Starting with the 2001 season, Fox Family also carried games from the Division Series that did not air on the Fox broadcast network. Among the games that aired on Fox Family included one between the San Francisco Giants and the Houston Astros on October 4, 2001, in which Barry Bonds hit his 70th home run of the season, tying the all-time single season record that Mark McGwire had set only three years earlier.

Commentators

Play-by-play announcers for the FSN/Fox Family coverage included Kenny Albert, Thom Brennaman, Chip Caray, Josh Lewin, and Steve Physioc. Color analysts included Bob Brenly, Kevin Kennedy, Steve Lyons, and Jeff Torborg. 

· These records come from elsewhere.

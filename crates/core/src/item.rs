//! Item definition and its store encoding.

use serde::de::DeserializeOwned;
use serde::{Deserialize, Serialize};
use std::collections::HashMap;
use uuid::Uuid;

use crate::error::{ConvoyError, Result};

/// Hash field names of an item record.
pub mod fields {
    pub const ID: &str = "id";
    pub const CREATED: &str = "created";
    pub const QUEUE: &str = "queue";
    pub const ATTEMPTS: &str = "attempts";
    pub const OUTCOME: &str = "outcome";
    pub const ERRORS: &str = "errors";
    pub const META: &str = "meta";
}

/// Unique identifier for an item.
#[derive(Debug, Clone, PartialEq, Eq, Hash, PartialOrd, Ord, Serialize, Deserialize)]
pub struct ItemId(String);

impl ItemId {
    /// Generate a new random ItemId.
    pub fn new() -> Self {
        Self(Uuid::new_v4().to_string())
    }

    /// Borrow the id as a string slice.
    pub fn as_str(&self) -> &str {
        &self.0
    }
}

impl Default for ItemId {
    fn default() -> Self {
        Self::new()
    }
}

impl std::fmt::Display for ItemId {
    fn fmt(&self, f: &mut std::fmt::Formatter<'_>) -> std::fmt::Result {
        f.write_str(&self.0)
    }
}

impl From<String> for ItemId {
    fn from(id: String) -> Self {
        Self(id)
    }
}

impl From<&str> for ItemId {
    fn from(id: &str) -> Self {
        Self(id.to_string())
    }
}

impl AsRef<str> for ItemId {
    fn as_ref(&self) -> &str {
        &self.0
    }
}

/// Where an item stands after its most recent completion.
#[derive(Debug, Clone, Copy, PartialEq, Eq, Serialize, Deserialize)]
#[serde(rename_all = "lowercase")]
pub enum Outcome {
    /// Not completed yet, or sent back by a retry.
    Pending,
    /// The last execution succeeded.
    Success,
    /// The last execution failed.
    Error,
}

impl Outcome {
    /// The value stored in the `outcome` field.
    pub fn as_str(&self) -> &'static str {
        match self {
            Outcome::Pending => "pending",
            Outcome::Success => "success",
            Outcome::Error => "error",
        }
    }
}

impl std::str::FromStr for Outcome {
    type Err = ConvoyError;

    fn from_str(s: &str) -> Result<Self> {
        match s {
            "pending" => Ok(Outcome::Pending),
            "success" => Ok(Outcome::Success),
            "error" => Ok(Outcome::Error),
            other => Err(ConvoyError::MalformedItem(format!(
                "unknown outcome `{}`",
                other
            ))),
        }
    }
}

/// One unit of work.
#[derive(Debug, Clone, PartialEq, Serialize, Deserialize)]
pub struct Item {
    /// Unique item identifier, assigned at enqueue time.
    pub id: ItemId,
    /// Enqueue timestamp (milliseconds since the Unix epoch).
    pub created: i64,
    /// Owning queue name.
    pub queue: String,
    /// Number of times the item has been claimed.
    pub attempts: u32,
    /// Outcome of the most recent execution.
    pub outcome: Outcome,
    /// Failure messages, oldest first. Kept across retries.
    pub errors: Vec<String>,
    /// Caller-supplied payload. Never inspected by the engine.
    pub meta: String,
}

impl Item {
    /// Create a fresh pending item.
    pub fn new(queue: impl Into<String>, meta: impl Into<String>) -> Self {
        Self {
            id: ItemId::new(),
            created: now_millis(),
            queue: queue.into(),
            attempts: 0,
            outcome: Outcome::Pending,
            errors: Vec::new(),
            meta: meta.into(),
        }
    }

    /// Whether the last execution succeeded.
    pub fn is_success(&self) -> bool {
        self.outcome == Outcome::Success
    }

    /// The most recent failure message, if any.
    pub fn last_error(&self) -> Option<&str> {
        self.errors.last().map(String::as_str)
    }

    /// Decode `meta` as JSON.
    pub fn meta_json<T: DeserializeOwned>(&self) -> Result<T> {
        Ok(serde_json::from_str(&self.meta)?)
    }

    /// Encode the item as hash fields.
    pub fn to_fields(&self) -> Result<Vec<(&'static str, String)>> {
        Ok(vec![
            (fields::ID, self.id.to_string()),
            (fields::CREATED, self.created.to_string()),
            (fields::QUEUE, self.queue.clone()),
            (fields::ATTEMPTS, self.attempts.to_string()),
            (fields::OUTCOME, self.outcome.as_str().to_string()),
            (fields::ERRORS, serde_json::to_string(&self.errors)?),
            (fields::META, self.meta.clone()),
        ])
    }

    /// Decode an item from hash fields.
    ///
    /// Any missing or unparseable field yields [`ConvoyError::MalformedItem`];
    /// a record evicted mid-write looks exactly like that.
    pub fn from_fields(record: &HashMap<String, String>) -> Result<Self> {
        let created = field(record, fields::CREATED)?
            .parse()
            .map_err(|_| malformed(fields::CREATED))?;
        let attempts = field(record, fields::ATTEMPTS)?
            .parse()
            .map_err(|_| malformed(fields::ATTEMPTS))?;
        let errors = serde_json::from_str(field(record, fields::ERRORS)?)
            .map_err(|_| malformed(fields::ERRORS))?;

        Ok(Self {
            id: ItemId::from(field(record, fields::ID)?),
            created,
            queue: field(record, fields::QUEUE)?.to_string(),
            attempts,
            outcome: field(record, fields::OUTCOME)?.parse()?,
            errors,
            meta: field(record, fields::META)?.to_string(),
        })
    }
}

fn field<'a>(record: &'a HashMap<String, String>, name: &str) -> Result<&'a str> {
    record
        .get(name)
        .map(String::as_str)
        .ok_or_else(|| ConvoyError::MalformedItem(format!("missing field `{}`", name)))
}

fn malformed(name: &str) -> ConvoyError {
    ConvoyError::MalformedItem(format!("invalid field `{}`", name))
}

/// Current Unix timestamp in milliseconds.
pub fn now_millis() -> i64 {
    std::time::SystemTime::now()
        .duration_since(std::time::UNIX_EPOCH)
        .map(|d| d.as_millis() as i64)
        .unwrap_or_default()
}

#[cfg(test)]
mod tests {
    use super::*;

    fn as_map(item: &Item) -> HashMap<String, String> {
        item.to_fields()
            .unwrap()
            .into_iter()
            .map(|(k, v)| (k.to_string(), v))
            .collect()
    }

    #[test]
    fn test_item_creation() {
        let item = Item::new("orders", r#"{"sku":"A1"}"#);
        assert_eq!(item.queue, "orders");
        assert_eq!(item.attempts, 0);
        assert_eq!(item.outcome, Outcome::Pending);
        assert!(!item.is_success());
        assert!(item.errors.is_empty());
        assert!(item.last_error().is_none());
    }

    #[test]
    fn test_item_id_uniqueness() {
        let id1 = ItemId::new();
        let id2 = ItemId::new();
        assert_ne!(id1, id2);
    }

    #[test]
    fn test_item_id_display() {
        let id = ItemId::new();
        let display = format!("{}", id);
        // UUID v4 format: 8-4-4-4-12 hex characters
        assert_eq!(display.len(), 36);
        assert_eq!(display.chars().filter(|c| *c == '-').count(), 4);
    }

    #[test]
    fn test_fields_keep_meta_opaque() {
        let mut item = Item::new("orders", "not json at all");
        item.attempts = 3;
        item.outcome = Outcome::Error;
        item.errors = vec!["first".to_string(), "second".to_string()];

        let decoded = Item::from_fields(&as_map(&item)).unwrap();
        assert_eq!(decoded, item);
        assert_eq!(decoded.meta, "not json at all");
        assert_eq!(decoded.last_error(), Some("second"));
    }

    #[test]
    fn test_from_fields_missing_field() {
        let mut map = as_map(&Item::new("orders", "{}"));
        map.remove(fields::CREATED);

        let err = Item::from_fields(&map).unwrap_err();
        assert!(matches!(err, ConvoyError::MalformedItem(_)));
        assert!(err.to_string().contains("created"));
    }

    #[test]
    fn test_from_fields_partial_record() {
        // What HINCRBY leaves behind on a record that was already evicted.
        let mut map = HashMap::new();
        map.insert(fields::ATTEMPTS.to_string(), "1".to_string());
        assert!(Item::from_fields(&map).is_err());
    }

    #[test]
    fn test_from_fields_bad_attempts() {
        let mut map = as_map(&Item::new("orders", "{}"));
        map.insert(fields::ATTEMPTS.to_string(), "many".to_string());
        assert!(matches!(
            Item::from_fields(&map),
            Err(ConvoyError::MalformedItem(_))
        ));
    }

    #[test]
    fn test_outcome_parse() {
        assert_eq!("success".parse::<Outcome>().unwrap(), Outcome::Success);
        assert_eq!("error".parse::<Outcome>().unwrap(), Outcome::Error);
        assert_eq!("pending".parse::<Outcome>().unwrap(), Outcome::Pending);
        assert!("true".parse::<Outcome>().is_err());
    }

    #[test]
    fn test_meta_json() {
        #[derive(Deserialize)]
        struct Order {
            sku: String,
        }

        let item = Item::new("orders", r#"{"sku":"A1"}"#);
        let order: Order = item.meta_json().unwrap();
        assert_eq!(order.sku, "A1");

        let opaque = Item::new("orders", "plain text");
        assert!(matches!(
            opaque.meta_json::<Order>(),
            Err(ConvoyError::Serialization(_))
        ));
    }

    #[test]
    fn test_now_millis() {
        // Should be a reasonable Unix timestamp in ms (after year 2020)
        assert!(now_millis() > 1_577_836_800_000);
    }
}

Other commentators included:
Rod Allen (analyst)
Bert Blyleven (analyst) 
Dick Bremer (play-by-play) 
Joe Buck (play-by-play)
George Frazier (analyst) 
Kirk Gibson (analyst) 
Keith Hernandez (analyst) 
Rex Hudler (analyst) 
Mike Krukow (analyst) 
Duane Kuiper (play-by-play)
Tim McCarver (analyst) 
Dan McLaughlin (field reporter)
Rick Monday (analyst) 		
Brianne O'Leary (field reporter)
Ross Porter (play-by-play)
Mel Proctor (play-by-play)
Matt Vasgersian (play-by-play)

Regular season schedule (2001)
NOTE: The Thursday night telecasts on Fox Family were subject to blackout in the local markets of participating teams.

Simulcasts
The following is a list of local television stations that simulcast Fox Family's postseason coverage in 2001.

ABC Family
After Disney bought Fox Family in 2001 and renamed it ABC Family, the Thursday games were folded into the ESPN Major League Baseball rights package (and subsequently shifted to weekday afternoon "DayGame" broadcasts). However, the Division Series games aired on ABC Family (with ESPN's announcers, graphics, and music) for 2002 because of inherited contractual obligations. The only usage of the ABC Family "bug" was for a ten-second period when returning from a commercial break in the lower right corner of the screen. The following year the Division Series games also shifted to ESPN.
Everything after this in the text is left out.